Этот временной разрыв Мекас использует как средство и ретроспекции, и интроспекции. Его кино-дневники похожи на средство познания себя, а не на средство самовыражения, в которое Мекас вообще не верил. Возвращаясь к отснятому десятилетия назад, он накладывал на изображение (Bolex – “немая” камера) современный звук. Иногда это могло быть просто радио, которое было включено в монтажной, иногда звуки, записанные отдельно, иногда лирические комментарии самого Йонаса. И этот разорванный хронотоп очень легко пережить лично и прочувствовать остро самому зрителю. Мы все в той или иной степени возвращаемся к своему прошлому. Это средство подтверждения и динамики нашей идентичности, дающее ощущение и смертности и бессмертия одновременно, делает фильмы Мекаса понятными каждому, несмотря на всю экспериментальность формы.
В “Уолдене” Мекас шутливо поёт “Я снимаю, следовательно, существую”, переиначивая фразу Декарта. Может быть, поэтому Мекас на протяжении всей жизни быстро и безболезненно переходил на новые технологии.
Его обнаружение самого себя снимающего, а значит, существующего, его личное время, которое он трансформировал в кино, должно было идти в ногу со временем социальным.
В 1989 году он перешёл на видео, перестав снимать на “Болекс”, а в 2007 году запустил “Проект 365 дней”, когда каждый день на его вебсайте выкладывался один небольшой фильм, который мог длиться и меньше минуты, и почти полчаса (в собранном виде он занимает 38 часов).
Все дневники Йонаса Мекаса – это бесконечные фильмы, если не по своему хронометражу (часто тоже основательному), то по своей сути. Из них выделятся только, наверное, самая известная его работа “Воспоминания о путешествии в Литву” (Reminiscences of a Journey to Lithuania, 1972) – единственная законченная и самая короткая из его полнометражных дневниковых работ. В “Воспоминании”, самом сладком, как вода из родного колодца, “которая вкуснее всех вин мира” как говорит сам Йонас, и самом горьком его фильме, острее всего чувствуется не постоянное переизобретение себя, а то, как утекает время. Это путешествие в память и в ту Литву, которой уже нет.

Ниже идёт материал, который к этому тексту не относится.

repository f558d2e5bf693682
pub mod config;
pub mod database;
pub mod error;
pub mod extractor;
pub mod middleware;
pub mod openapi;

Но и к финалу “Воспоминания о путешествии в Литву” Мекасу, как и практически во всех его фильмах, удаётся каким-то образом увильнуть от завершённости и конечности. В отличие от подавляющего большинства режиссёров, Мекас не строил на протяжении жизни творческие храмы своего имени, куда надо заходить с благоговением и куда пускают только избранных. Его фильмы – это никакие не конструкции. Это прогулки, в которые Йонас всегда готов пригласить любого и во время которых иногда можно словить взглядом краткие отблески красоты.